Problem to work on
Scan the data below and state the number of lines that include the word "self", adding no comment.

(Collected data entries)
━━━━━━━━━━━━━━━━
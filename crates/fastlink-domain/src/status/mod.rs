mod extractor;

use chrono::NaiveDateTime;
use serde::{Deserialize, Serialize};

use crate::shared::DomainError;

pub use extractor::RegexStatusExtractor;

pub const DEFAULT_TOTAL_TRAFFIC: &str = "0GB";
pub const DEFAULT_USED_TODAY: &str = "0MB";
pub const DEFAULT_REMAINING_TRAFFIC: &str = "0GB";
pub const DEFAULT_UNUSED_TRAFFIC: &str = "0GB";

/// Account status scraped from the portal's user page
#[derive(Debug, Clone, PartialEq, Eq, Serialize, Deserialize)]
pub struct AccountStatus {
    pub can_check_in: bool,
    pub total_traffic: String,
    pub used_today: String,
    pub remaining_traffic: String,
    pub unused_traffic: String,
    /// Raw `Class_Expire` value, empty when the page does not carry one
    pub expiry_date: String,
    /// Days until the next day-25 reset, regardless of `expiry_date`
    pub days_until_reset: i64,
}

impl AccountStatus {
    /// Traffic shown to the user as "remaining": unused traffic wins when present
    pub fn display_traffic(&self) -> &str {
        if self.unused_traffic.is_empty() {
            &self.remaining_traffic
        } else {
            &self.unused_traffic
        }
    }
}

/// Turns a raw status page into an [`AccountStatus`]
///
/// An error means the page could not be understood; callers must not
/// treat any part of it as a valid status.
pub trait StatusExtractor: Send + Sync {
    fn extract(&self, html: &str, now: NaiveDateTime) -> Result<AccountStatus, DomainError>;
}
━━━━━━━━━━━━━━━━
Final answer
5